Trump’s environmental policies could create many other Syrias
Trump’s proposals are for America but they would affect everyone everywhere, particularly in MENA region.
Republican presidential candidate Donald Trump
2016/06/05 Issue: 59 Page: 7
The Arab Weekly
Rashmee Roshan Lall
Look no further than Syria’s agony to gauge the likely effect on the planet if Republican presidential hopeful Donald Trump were able to put his energy and environmental plan into effect. Trump’s proposals are for the United States but they would affect everyone everywhere, particularly in the Middle East and North Africa (MENA) region.
There are two reasons for this: The United States is the world’s second largest producer of greenhouse gases but Trump’s America would carry on polluting, heedless of climate change obligations.
And the MENA region, one of the most water-scarce in the world, is particularly vulnerable to climate change. Researchers from Germany’s Max Planck Institute for Chemistry and the Cyprus Institute in Nicosia issued a report predicting that climate change could make sections of the region uninhabitable by the middle of the century.
But here is the biggest reason that Trump’s environmentally reckless plan matters: We share this planet and must jointly care for it, if for no other reason than self-preservation.
The United States’ role is key. For all the talk of China’s rising might, the United States is the world’s only superpower. Unquestioned military, economic and cultural dominance mean that America must serve as consensus-builder, persuader and partial arbiter of international policy. Crucially, it must lead by example.
Trump’s May 26th speech showed no understanding of this unique role. Speaking at the Williston Basin Petroleum Conference in Bismarck, capital of oil-rich North Dakota, Trump announced his regressive agenda:
If he becomes president, he would promote the production and consumption of fossil fuels and brook no limits for the right of US companies to pollute. He would pull the United States out of the UN global climate accord, axe US funding for UN programmes related to climate change and approve the proposed Keystone XL oil pipeline, a potentially environmentally unsound project that would run from the oil sands in Alberta, Canada, across the United States to the Texas Gulf Coast.
What might any of this mean in real terms?
Let’s go back to Syria, which has been tearing itself apart for five years.
It is a dismal truth that the uprising that sparked the civil war and was so tragically mishandled in 2011 by Syrian President Bashar Assad was at least partly caused by drought. For years, dry spells grew longer, laying waste to the fields and livelihoods of people in the so-called Fertile Crescent. That is the arc of agriculturally productive land that curves from the Arabian Gulf through southern Iraq, Syria, Lebanon, Jordan, Israel and northern Egypt.

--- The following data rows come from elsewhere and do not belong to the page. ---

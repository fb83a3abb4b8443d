//! Linking of test cases that rely on the outcome of other test cases.
//!
//! Every allocated test case declares the [`Condition`]s it establishes and
//! the conditions it needs. A need is satisfied by every other test case
//! providing the same condition, and each satisfying case becomes a
//! dependency. The resulting graph must be acyclic.

use std::collections::{BTreeMap, BTreeSet, HashMap};

use petgraph::graphmap::DiGraphMap;
use tracing::instrument;

use crate::domain::{RequirementId, TestCase, TestCaseId, TestLevel};

/// A state of the system under test established by running a test case.
#[derive(Debug, Clone, PartialEq, Eq, PartialOrd, Ord, Hash)]
pub enum Condition {
    /// A requirement has been verified at a level.
    Verified {
        /// The requirement.
        requirement: RequirementId,
        /// The level it was verified at.
        level: TestLevel,
    },
    /// A resource (e.g. an account balance) has been driven below the
    /// required amount.
    Depleted(String),
}

/// A test case with an identifier, together with the conditions used to
/// link it.
#[derive(Debug, Clone, PartialEq, Eq)]
pub struct Allocated {
    /// The test case, without dependencies.
    pub case: TestCase,
    /// Conditions this test case establishes.
    pub provides: BTreeSet<Condition>,
    /// Conditions this test case requires.
    pub needs: BTreeSet<Condition>,
}

/// The dependency relation contains a cycle.
#[derive(Debug, thiserror::Error, PartialEq, Eq)]
#[error("dependency cycle: {}", join(chain))]
pub struct DependencyCycleError {
    /// The test cases forming the cycle, starting and ending with the same
    /// identifier.
    pub chain: Vec<TestCaseId>,
}

fn join(chain: &[TestCaseId]) -> String {
    chain
        .iter()
        .map(ToString::to_string)
        .collect::<Vec<_>>()
        .join(" -> ")
}

/// Fills in the dependencies of every test case and checks the result is
/// acyclic.
///
/// The order of the test cases is preserved.
///
/// # Errors
///
/// Returns a [`DependencyCycleError`] if the linked test cases form a cycle.
/// No test cases are returned in that case.
#[instrument(level = "debug", skip_all, fields(cases = allocated.len()))]
pub fn resolve(allocated: Vec<Allocated>) -> Result<Vec<TestCase>, DependencyCycleError> {
    let mut providers: BTreeMap<Condition, Vec<TestCaseId>> = BTreeMap::new();
    for entry in &allocated {
        for condition in &entry.provides {
            providers
                .entry(condition.clone())
                .or_default()
                .push(entry.case.id());
        }
    }

    let mut cases = Vec::with_capacity(allocated.len());
    for Allocated { mut case, needs, .. } in allocated {
        let id = case.id();
        for need in &needs {
            let Some(satisfying) = providers.get(need) else {
                tracing::debug!("No test case provides {need:?} needed by {id}");
                continue;
            };
            case.dependencies_mut()
                .extend(satisfying.iter().copied().filter(|other| *other != id));
        }
        cases.push(case);
    }

    check_acyclic(&cases)?;
    Ok(cases)
}

#[derive(Debug, Clone, Copy, PartialEq, Eq)]
enum Mark {
    /// On the current search path.
    Grey,
    /// Fully explored.
    Black,
}

/// Checks that the dependency relation of a set of test cases is a DAG.
///
/// # Errors
///
/// Returns the first cycle found, searching from the test cases in the
/// given order.
pub fn check_acyclic(cases: &[TestCase]) -> Result<(), DependencyCycleError> {
    let mut graph: DiGraphMap<TestCaseId, ()> =
        DiGraphMap::with_capacity(cases.len(), cases.len() * 2);
    for case in cases {
        graph.add_node(case.id());
        for dependency in case.dependencies() {
            graph.add_edge(case.id(), *dependency, ());
        }
    }

    let mut marks = HashMap::with_capacity(graph.node_count());
    for case in cases {
        if !marks.contains_key(&case.id()) {
            visit(&graph, case.id(), &mut marks)?;
        }
    }

    Ok(())
}

/// Depth-first search from `root` with an explicit stack, so that long
/// dependency chains do not exhaust the call stack.
fn visit(
    graph: &DiGraphMap<TestCaseId, ()>,
    root: TestCaseId,
    marks: &mut HashMap<TestCaseId, Mark>,
) -> Result<(), DependencyCycleError> {
    marks.insert(root, Mark::Grey);
    let mut stack = vec![(root, graph.neighbors(root))];

    while let Some((node, neighbors)) = stack.last_mut() {
        let node = *node;
        let Some(next) = neighbors.next() else {
            marks.insert(node, Mark::Black);
            stack.pop();
            continue;
        };

        match marks.get(&next) {
            Some(Mark::Grey) => {
                let start = stack.iter().position(|(id, _)| *id == next).unwrap_or(0);
                let mut chain: Vec<TestCaseId> =
                    stack[start..].iter().map(|(id, _)| *id).collect();
                chain.push(next);
                return Err(DependencyCycleError { chain });
            }
            Some(Mark::Black) => {}
            None => {
                marks.insert(next, Mark::Grey);
                stack.push((next, graph.neighbors(next)));
            }
        }
    }

    Ok(())
}

#[cfg(test)]
mod tests {
    use petgraph::algo::is_cyclic_directed;

    use super::*;
    use crate::domain::{Methodology, Priority, Prose};

    fn id(id: &str) -> TestCaseId {
        id.parse().unwrap()
    }

    fn case(tc: &str, requirement: &str) -> TestCase {
        TestCase::new(
            id(tc),
            requirement.parse().unwrap(),
            Priority::P2,
            Methodology::BlackBox,
            String::new(),
            Prose::default(),
        )
    }

    fn verified(requirement: &str, level: TestLevel) -> Condition {
        Condition::Verified {
            requirement: requirement.parse().unwrap(),
            level,
        }
    }

    fn allocated(tc: &str, requirement: &str, needs: &[Condition]) -> Allocated {
        let case = case(tc, requirement);
        Allocated {
            provides: BTreeSet::from([verified(requirement, case.level())]),
            needs: needs.iter().cloned().collect(),
            case,
        }
    }

    #[test]
    fn integration_depends_on_unit_of_same_requirement() {
        let cases = resolve(vec![
            allocated("TC_UT_001", "FR1.1", &[]),
            allocated("TC_UT_002", "FR1.2", &[]),
            allocated(
                "TC_IT_001",
                "FR1.1",
                &[verified("FR1.1", TestLevel::Unit)],
            ),
        ])
        .unwrap();

        assert!(cases[0].dependencies().is_empty());
        assert_eq!(
            cases[2].dependencies().iter().collect::<Vec<_>>(),
            [&id("TC_UT_001")]
        );
    }

    #[test]
    fn depleted_resource_links_across_requirements() {
        let mut insufficient = allocated("TC_VD_001", "FR1.1", &[]);
        insufficient
            .provides
            .insert(Condition::Depleted("balance".to_string()));
        let recharge = allocated(
            "TC_VD_002",
            "FR2.1",
            &[Condition::Depleted("balance".to_string())],
        );

        let cases = resolve(vec![insufficient, recharge]).unwrap();
        assert!(cases[1].dependencies().contains(&id("TC_VD_001")));
    }

    #[test]
    fn unsatisfied_need_leaves_dependencies_empty() {
        let cases = resolve(vec![allocated(
            "TC_IT_001",
            "FR1.1",
            &[verified("FR1.1", TestLevel::Unit)],
        )])
        .unwrap();
        assert!(cases[0].dependencies().is_empty());
    }

    #[test]
    fn a_case_never_depends_on_itself() {
        let looped = allocated(
            "TC_UT_001",
            "FR1.1",
            &[verified("FR1.1", TestLevel::Unit)],
        );
        let cases = resolve(vec![looped]).unwrap();
        assert!(cases[0].dependencies().is_empty());
    }

    #[test]
    fn cycle_is_reported_with_its_chain() {
        let cases = [
            case("TC_UT_001", "FR1.1").with_dependencies([id("TC_IT_001")]),
            case("TC_IT_001", "FR1.1").with_dependencies([id("TC_VD_001")]),
            case("TC_VD_001", "FR1.1").with_dependencies([id("TC_UT_001")]),
        ];

        let error = check_acyclic(&cases).unwrap_err();
        assert_eq!(
            error.chain,
            [
                id("TC_UT_001"),
                id("TC_IT_001"),
                id("TC_VD_001"),
                id("TC_UT_001")
            ]
        );
        assert_eq!(
            error.to_string(),
            "dependency cycle: TC_UT_001 -> TC_IT_001 -> TC_VD_001 -> TC_UT_001"
        );
    }

    #[test]
    fn cycle_reached_from_an_acyclic_prefix_omits_the_prefix() {
        let cases = [
            case("TC_VD_001", "FR1.1").with_dependencies([id("TC_UT_001")]),
            case("TC_UT_001", "FR1.1").with_dependencies([id("TC_UT_002")]),
            case("TC_UT_002", "FR1.1").with_dependencies([id("TC_UT_001")]),
        ];

        let error = check_acyclic(&cases).unwrap_err();
        assert_eq!(
            error.chain,
            [id("TC_UT_001"), id("TC_UT_002"), id("TC_UT_001")]
        );
    }

    #[test]
    fn diamond_is_not_a_cycle() {
        let cases = [
            case("TC_VD_001", "FR1.1").with_dependencies([id("TC_IT_001"), id("TC_IT_002")]),
            case("TC_IT_001", "FR1.1").with_dependencies([id("TC_UT_001")]),
            case("TC_IT_002", "FR1.1").with_dependencies([id("TC_UT_001")]),
            case("TC_UT_001", "FR1.1"),
        ];
        assert_eq!(check_acyclic(&cases), Ok(()));

        let mut graph = DiGraphMap::<TestCaseId, ()>::new();
        for case in &cases {
            for dependency in case.dependencies() {
                graph.add_edge(case.id(), *dependency, ());
            }
        }
        assert!(!is_cyclic_directed(&graph));
    }

    #[test]
    fn long_chain_is_checked_without_recursion() {
        let length = 200_000;
        let unit = |seq: usize| {
            TestCaseId::new(TestLevel::Unit, std::num::NonZeroUsize::new(seq).unwrap())
        };
        let cases: Vec<TestCase> = (1..=length)
            .map(|seq| {
                let case = TestCase::new(
                    unit(seq),
                    "FR1.1".parse().unwrap(),
                    Priority::P2,
                    Methodology::BlackBox,
                    String::new(),
                    Prose::default(),
                );
                if seq < length {
                    case.with_dependencies([unit(seq + 1)])
                } else {
                    case.with_dependencies([unit(1)])
                }
            })
            .collect();

        let error = check_acyclic(&cases).unwrap_err();
        assert_eq!(error.chain.len(), length + 1);
        assert_eq!(error.chain.first(), error.chain.last());

        assert_eq!(check_acyclic(&cases[1..]), Ok(()));
    }

    #[test]
    fn cyclic_batch_is_rejected_by_resolve() {
        let mut first = allocated("TC_VD_001", "FR1.1", &[Condition::Depleted("funds".into())]);
        first.provides.insert(Condition::Depleted("credit".into()));
        let mut second = allocated("TC_VD_002", "FR1.2", &[Condition::Depleted("credit".into())]);
        second.provides.insert(Condition::Depleted("funds".into()));

        let error = resolve(vec![first, second]).unwrap_err();
        assert_eq!(error.chain.first(), error.chain.last());
        assert_eq!(error.chain.len(), 3);
    }
}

The drought began in the winter of 2006 and eventually caused 1.5 million people to migrate to cities, creating social conflict and then civil war.
The other, still more dismal reality is that the Syrian drought was not strictly an act of God. It was probably man-made or, at least, expertly assisted by one man, Hafez Assad, Bashar’s father.
As president, Hafez Assad initiated policies to increase agricultural production despite growing water scarcity and frequent droughts. This led to the unsustainable depletion of groundwater and the drying of a key river in the north-east. By 2005, five years into Bashar Assad’s reign, there were ham-fisted attempts to stem the rate at which groundwater was being depleted. It was too late and the drought recurred, causing massive crop failure in Syria’s north-eastern breadbasket.
Trump’s easy dismissal of environmental protection measures raises the prospect, if he were elected president, of many other Syrias. Many parts of the world will be hotter, drier, poorer, hungrier, thirstier and susceptible to conflict and mass migration. Especially in the MENA region, home to 500 million people and with a fast-growing population to feed.
By 2030, according to the Food and Agriculture Organisation, 58% of the renewable water resources in the MENA region will be used for food production, which means that efficiency and conservation of water and other resources really will be a matter of life and death. This will be a challenge but one that can be faced with impeccable planning, iron discipline and international cooperation.
This is where Trump’s wild and dangerous talk about the United States’ selfish right to consume the planet’s resources comes in. It may be an overstatement that the occupant of the Oval Office can affect the planet’s good health and well-being, but if the United States reneged on its climate change obligations, the fragile international consensus on action could shatter.
The Paris agreement, the first major international effort to address climate change and move towards cleaner energy sources, will itself be endangered because other countries will see little reason to sign something rejected by Trump on behalf of the United States. The agreement opened for country signatures on Earth Day in April. China, the biggest polluter, has signed but could easily recant if Trump’s America withdrew. Watch for others to follow.
So yes, Trump would assuredly make his campaign slogan true. He would make America great. A great threat to the planet.